Given information below:

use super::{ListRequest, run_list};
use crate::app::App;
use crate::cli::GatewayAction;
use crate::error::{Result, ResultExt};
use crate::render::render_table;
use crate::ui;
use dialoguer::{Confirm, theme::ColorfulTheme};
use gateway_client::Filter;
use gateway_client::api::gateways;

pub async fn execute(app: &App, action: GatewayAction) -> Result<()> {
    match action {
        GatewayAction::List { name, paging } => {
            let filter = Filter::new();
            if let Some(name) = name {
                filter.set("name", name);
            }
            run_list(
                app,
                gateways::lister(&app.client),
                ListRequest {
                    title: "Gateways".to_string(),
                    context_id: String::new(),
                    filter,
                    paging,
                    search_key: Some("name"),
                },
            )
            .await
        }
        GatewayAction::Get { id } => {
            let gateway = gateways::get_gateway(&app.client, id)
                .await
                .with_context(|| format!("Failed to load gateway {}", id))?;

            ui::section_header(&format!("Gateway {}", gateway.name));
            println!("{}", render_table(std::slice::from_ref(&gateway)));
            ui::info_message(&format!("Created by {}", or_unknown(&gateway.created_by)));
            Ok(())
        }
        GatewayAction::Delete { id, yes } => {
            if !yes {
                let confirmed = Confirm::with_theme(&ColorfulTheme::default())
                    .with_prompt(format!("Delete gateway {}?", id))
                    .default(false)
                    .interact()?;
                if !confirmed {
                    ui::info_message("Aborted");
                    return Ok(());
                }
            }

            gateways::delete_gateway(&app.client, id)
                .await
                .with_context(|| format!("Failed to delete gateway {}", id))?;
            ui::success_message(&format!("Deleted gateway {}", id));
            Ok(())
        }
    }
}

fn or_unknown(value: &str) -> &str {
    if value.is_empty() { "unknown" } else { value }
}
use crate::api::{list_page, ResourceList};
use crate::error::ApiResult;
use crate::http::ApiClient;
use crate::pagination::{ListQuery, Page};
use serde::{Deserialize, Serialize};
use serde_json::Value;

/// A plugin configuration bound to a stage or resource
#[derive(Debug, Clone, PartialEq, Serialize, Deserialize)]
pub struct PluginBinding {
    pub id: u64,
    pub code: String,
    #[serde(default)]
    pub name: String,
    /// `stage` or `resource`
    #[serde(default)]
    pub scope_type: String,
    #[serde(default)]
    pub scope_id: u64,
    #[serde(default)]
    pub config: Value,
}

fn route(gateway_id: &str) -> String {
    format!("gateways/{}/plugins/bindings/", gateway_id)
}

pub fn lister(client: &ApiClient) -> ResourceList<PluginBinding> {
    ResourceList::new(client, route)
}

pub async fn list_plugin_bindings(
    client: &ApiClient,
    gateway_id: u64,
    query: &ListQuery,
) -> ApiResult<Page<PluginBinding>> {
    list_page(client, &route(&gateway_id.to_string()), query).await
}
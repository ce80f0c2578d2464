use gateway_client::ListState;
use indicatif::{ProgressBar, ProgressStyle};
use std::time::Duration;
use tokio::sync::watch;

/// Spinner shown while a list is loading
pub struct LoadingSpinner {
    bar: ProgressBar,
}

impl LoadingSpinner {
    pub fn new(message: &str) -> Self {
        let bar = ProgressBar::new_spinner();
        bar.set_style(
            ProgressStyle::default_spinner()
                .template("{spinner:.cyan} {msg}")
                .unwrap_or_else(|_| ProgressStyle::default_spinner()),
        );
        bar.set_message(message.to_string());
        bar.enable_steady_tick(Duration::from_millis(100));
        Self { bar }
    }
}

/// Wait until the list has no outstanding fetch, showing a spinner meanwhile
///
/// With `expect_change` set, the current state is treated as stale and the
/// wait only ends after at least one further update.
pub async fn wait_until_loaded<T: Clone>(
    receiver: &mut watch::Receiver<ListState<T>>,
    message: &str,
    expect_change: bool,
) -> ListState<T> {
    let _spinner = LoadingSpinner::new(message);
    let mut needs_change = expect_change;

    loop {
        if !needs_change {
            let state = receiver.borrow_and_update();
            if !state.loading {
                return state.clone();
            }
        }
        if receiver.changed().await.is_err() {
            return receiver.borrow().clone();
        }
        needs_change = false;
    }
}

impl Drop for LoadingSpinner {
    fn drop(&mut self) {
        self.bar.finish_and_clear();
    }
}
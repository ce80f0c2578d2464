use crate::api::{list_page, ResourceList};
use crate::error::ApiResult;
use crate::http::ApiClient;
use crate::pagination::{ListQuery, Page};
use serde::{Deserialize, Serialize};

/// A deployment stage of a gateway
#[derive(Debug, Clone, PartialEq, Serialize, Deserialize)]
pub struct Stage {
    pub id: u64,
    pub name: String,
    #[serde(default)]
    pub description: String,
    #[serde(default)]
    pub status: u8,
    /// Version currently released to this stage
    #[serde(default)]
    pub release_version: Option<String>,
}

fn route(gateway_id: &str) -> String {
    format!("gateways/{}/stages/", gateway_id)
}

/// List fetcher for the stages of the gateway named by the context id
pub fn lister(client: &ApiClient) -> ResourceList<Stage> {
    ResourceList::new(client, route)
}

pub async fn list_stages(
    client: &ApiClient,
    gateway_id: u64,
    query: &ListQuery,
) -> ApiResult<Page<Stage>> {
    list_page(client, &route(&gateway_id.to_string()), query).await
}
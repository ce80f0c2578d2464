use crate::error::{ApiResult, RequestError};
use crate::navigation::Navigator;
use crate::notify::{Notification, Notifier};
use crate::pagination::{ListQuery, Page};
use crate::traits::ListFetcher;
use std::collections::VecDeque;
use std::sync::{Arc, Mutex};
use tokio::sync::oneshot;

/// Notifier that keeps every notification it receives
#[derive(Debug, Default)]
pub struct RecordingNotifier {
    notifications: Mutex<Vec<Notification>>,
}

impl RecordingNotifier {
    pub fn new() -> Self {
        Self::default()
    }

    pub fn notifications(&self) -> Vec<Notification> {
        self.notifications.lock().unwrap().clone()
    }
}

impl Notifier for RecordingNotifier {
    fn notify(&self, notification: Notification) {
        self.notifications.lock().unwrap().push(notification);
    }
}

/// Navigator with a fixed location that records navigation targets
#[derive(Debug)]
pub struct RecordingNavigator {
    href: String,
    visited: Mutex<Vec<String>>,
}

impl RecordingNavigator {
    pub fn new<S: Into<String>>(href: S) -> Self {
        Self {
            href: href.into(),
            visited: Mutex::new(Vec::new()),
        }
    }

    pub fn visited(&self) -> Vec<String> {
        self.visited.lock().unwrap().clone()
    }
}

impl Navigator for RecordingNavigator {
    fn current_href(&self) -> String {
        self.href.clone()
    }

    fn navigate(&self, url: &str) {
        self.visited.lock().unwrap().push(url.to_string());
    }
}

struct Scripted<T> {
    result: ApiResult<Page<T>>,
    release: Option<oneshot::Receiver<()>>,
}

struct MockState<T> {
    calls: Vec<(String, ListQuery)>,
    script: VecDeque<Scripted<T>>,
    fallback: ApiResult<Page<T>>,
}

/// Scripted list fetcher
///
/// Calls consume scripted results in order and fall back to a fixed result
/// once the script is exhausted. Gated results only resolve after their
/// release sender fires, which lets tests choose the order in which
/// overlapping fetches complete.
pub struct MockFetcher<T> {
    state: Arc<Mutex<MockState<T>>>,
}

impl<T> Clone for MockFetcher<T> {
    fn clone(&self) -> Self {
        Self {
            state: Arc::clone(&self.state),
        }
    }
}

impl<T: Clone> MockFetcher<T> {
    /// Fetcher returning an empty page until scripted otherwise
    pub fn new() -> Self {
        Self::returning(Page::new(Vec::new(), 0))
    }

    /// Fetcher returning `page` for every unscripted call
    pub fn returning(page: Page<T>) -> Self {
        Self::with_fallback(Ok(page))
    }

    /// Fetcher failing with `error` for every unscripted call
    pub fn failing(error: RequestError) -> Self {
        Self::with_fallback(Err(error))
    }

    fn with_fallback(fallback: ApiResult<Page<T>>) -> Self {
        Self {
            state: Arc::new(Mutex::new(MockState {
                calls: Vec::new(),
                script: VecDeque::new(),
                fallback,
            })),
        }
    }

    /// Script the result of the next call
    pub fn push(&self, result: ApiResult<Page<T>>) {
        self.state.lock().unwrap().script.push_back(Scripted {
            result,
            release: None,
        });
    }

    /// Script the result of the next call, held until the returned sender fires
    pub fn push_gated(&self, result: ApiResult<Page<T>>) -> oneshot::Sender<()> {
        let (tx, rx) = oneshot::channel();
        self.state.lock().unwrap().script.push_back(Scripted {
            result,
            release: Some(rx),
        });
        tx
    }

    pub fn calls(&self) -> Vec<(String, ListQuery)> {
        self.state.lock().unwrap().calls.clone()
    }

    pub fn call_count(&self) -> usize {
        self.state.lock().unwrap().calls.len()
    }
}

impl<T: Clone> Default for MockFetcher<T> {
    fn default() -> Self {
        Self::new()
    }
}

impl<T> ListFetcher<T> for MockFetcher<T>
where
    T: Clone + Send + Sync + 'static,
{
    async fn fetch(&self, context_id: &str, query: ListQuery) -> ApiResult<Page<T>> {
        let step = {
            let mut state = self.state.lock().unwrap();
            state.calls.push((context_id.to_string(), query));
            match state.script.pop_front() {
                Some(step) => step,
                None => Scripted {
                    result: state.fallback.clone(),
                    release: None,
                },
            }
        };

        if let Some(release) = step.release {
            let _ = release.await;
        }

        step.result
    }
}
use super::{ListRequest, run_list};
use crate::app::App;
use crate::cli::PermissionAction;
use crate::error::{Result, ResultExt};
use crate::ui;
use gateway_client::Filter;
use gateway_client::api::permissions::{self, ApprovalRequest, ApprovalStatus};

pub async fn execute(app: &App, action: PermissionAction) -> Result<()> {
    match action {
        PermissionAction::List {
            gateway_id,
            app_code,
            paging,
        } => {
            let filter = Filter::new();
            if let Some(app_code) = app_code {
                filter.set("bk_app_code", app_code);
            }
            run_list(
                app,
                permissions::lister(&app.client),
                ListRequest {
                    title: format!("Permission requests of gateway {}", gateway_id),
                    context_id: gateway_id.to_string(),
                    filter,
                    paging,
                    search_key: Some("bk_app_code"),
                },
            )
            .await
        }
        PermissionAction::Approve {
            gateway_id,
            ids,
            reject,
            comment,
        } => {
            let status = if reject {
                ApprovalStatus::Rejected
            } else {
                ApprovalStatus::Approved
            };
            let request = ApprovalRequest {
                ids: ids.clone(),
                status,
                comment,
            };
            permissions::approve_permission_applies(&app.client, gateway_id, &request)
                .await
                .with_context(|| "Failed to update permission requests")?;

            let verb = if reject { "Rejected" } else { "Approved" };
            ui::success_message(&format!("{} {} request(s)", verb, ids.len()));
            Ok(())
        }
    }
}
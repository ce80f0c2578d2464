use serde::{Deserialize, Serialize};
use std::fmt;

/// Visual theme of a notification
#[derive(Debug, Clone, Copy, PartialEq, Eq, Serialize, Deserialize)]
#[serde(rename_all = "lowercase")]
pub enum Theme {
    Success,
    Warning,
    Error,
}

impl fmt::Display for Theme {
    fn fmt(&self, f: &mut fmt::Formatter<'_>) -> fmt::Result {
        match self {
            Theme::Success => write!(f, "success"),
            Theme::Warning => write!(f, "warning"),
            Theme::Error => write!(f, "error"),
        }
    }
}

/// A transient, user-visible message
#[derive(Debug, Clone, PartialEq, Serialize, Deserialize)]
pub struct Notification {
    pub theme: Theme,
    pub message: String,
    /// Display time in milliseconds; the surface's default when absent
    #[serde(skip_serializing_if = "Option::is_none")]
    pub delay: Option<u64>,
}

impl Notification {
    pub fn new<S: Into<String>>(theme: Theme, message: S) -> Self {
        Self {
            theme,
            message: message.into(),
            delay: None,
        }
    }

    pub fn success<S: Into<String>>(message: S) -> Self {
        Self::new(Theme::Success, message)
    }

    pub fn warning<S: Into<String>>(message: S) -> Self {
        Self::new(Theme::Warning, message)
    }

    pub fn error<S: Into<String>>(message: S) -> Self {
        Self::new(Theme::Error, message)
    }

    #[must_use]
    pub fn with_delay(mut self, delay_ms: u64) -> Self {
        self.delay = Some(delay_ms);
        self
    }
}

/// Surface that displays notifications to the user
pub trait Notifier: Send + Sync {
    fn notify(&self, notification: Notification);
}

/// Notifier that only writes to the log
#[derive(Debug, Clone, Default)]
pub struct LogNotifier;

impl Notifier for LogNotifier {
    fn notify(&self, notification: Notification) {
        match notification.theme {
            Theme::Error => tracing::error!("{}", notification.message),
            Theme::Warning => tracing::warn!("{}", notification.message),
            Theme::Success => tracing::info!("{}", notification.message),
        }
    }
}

End of Given information.
Given information below:

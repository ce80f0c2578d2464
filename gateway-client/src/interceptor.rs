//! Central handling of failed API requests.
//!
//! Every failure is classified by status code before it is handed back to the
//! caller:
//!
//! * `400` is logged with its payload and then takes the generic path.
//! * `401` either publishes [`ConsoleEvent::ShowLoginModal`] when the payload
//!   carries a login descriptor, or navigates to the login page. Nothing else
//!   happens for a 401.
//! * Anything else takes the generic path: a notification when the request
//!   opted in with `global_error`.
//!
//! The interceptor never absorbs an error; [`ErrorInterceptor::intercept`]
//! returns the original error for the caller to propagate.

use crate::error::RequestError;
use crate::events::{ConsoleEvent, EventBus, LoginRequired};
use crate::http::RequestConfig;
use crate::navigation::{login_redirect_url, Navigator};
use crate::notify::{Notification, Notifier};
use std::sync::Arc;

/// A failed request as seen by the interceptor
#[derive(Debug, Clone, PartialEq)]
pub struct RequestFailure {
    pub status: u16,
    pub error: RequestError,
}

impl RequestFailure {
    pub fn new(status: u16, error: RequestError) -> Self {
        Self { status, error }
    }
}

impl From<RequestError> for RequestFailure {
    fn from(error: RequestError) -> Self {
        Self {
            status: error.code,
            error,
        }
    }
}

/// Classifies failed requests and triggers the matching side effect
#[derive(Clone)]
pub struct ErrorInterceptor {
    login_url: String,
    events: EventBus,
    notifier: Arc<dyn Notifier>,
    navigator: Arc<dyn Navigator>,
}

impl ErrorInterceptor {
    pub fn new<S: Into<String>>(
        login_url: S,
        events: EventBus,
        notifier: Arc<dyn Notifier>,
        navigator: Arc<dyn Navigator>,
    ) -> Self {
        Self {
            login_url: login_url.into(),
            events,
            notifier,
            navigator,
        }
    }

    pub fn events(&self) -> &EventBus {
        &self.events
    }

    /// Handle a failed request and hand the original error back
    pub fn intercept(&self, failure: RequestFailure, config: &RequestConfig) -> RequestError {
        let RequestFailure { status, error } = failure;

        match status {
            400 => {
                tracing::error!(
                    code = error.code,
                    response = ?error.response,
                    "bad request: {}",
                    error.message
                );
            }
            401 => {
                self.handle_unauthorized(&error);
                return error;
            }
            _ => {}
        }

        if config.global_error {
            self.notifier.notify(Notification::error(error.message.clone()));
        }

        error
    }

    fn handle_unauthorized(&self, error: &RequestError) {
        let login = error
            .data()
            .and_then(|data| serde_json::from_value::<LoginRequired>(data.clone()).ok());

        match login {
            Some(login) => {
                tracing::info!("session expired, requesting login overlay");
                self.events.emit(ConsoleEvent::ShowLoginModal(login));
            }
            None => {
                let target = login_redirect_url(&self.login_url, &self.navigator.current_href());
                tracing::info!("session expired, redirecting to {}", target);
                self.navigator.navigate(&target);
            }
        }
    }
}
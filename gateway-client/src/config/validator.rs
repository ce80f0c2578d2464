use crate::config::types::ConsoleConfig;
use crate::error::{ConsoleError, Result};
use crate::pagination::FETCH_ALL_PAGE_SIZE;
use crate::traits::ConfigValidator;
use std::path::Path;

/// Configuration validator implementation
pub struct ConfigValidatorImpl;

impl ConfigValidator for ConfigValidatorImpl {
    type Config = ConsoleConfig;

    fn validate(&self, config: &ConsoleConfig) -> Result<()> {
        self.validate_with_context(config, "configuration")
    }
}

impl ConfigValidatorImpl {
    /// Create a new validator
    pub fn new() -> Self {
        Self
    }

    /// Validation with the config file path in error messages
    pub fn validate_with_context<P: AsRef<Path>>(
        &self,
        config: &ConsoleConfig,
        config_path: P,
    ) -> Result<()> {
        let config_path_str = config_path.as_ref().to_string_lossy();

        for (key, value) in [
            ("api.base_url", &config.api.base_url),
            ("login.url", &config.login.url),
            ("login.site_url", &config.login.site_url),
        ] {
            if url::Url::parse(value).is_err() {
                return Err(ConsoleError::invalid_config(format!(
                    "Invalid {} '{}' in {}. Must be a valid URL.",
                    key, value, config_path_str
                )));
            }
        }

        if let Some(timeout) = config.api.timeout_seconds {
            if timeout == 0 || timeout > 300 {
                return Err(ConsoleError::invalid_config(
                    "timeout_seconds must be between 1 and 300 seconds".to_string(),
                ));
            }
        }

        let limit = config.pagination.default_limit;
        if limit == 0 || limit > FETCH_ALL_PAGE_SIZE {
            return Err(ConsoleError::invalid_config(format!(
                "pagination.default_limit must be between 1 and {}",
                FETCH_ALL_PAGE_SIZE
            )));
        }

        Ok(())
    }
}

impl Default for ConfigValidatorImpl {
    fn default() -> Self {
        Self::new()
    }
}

End of Given information.
Given information below:

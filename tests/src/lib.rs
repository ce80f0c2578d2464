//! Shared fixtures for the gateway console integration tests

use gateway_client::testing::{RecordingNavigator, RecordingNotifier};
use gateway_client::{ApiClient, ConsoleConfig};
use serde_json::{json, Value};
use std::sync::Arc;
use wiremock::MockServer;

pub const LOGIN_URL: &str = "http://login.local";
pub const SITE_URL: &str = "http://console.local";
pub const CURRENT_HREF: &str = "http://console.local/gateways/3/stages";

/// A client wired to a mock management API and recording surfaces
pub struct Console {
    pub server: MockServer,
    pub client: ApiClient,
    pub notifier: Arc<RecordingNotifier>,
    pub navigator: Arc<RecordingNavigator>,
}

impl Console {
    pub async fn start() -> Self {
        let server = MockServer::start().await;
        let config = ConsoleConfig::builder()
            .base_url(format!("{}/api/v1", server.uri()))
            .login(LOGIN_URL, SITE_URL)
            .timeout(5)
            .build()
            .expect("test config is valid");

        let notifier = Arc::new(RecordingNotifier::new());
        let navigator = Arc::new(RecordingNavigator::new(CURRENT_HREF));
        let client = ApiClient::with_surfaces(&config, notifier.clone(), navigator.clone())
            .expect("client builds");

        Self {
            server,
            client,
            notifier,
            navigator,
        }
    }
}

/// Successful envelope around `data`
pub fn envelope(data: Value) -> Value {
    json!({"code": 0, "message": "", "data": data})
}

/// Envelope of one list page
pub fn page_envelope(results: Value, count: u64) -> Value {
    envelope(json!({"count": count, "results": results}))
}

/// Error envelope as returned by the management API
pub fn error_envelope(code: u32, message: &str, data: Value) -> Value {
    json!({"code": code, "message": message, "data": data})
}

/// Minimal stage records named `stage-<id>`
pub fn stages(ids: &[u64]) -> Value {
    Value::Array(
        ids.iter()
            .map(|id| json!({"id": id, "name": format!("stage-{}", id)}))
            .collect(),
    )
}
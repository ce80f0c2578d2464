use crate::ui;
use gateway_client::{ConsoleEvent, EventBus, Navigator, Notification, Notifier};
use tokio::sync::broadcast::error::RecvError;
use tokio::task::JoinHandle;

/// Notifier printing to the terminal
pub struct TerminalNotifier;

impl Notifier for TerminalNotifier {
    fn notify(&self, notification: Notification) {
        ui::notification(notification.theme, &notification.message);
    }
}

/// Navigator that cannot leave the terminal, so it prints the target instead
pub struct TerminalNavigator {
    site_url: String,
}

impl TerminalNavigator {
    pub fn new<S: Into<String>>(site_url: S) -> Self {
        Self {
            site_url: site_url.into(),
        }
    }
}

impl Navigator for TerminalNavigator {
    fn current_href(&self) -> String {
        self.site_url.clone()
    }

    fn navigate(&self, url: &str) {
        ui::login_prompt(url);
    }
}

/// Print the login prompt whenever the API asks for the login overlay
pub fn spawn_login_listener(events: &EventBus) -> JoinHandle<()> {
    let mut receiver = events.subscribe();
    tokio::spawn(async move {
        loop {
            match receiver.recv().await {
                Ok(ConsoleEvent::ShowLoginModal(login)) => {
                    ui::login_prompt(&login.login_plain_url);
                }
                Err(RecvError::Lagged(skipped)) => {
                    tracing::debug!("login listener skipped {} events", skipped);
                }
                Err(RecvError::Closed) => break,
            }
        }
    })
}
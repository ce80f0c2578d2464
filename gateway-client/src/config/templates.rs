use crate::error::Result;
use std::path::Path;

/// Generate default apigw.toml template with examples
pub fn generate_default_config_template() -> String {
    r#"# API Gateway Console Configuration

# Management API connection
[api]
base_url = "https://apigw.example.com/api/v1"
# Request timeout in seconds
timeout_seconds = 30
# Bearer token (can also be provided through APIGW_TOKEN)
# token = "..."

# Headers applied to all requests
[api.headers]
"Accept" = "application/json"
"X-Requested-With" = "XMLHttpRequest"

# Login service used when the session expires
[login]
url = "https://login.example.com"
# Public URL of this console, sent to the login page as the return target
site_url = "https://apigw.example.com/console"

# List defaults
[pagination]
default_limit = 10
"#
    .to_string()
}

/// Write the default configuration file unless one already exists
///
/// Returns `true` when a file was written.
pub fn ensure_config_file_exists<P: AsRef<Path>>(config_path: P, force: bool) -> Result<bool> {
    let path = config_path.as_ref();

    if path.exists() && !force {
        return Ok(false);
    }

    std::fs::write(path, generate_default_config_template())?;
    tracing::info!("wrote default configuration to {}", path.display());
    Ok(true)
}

End of Given information.

▶ _Task objective_: Among the lines above, which contain the word "order"? Copy every one.

▶ _Solution for this exercise_:
/// Calls consume scripted results in order and fall back to a fixed result
/// release sender fires, which lets tests choose the order in which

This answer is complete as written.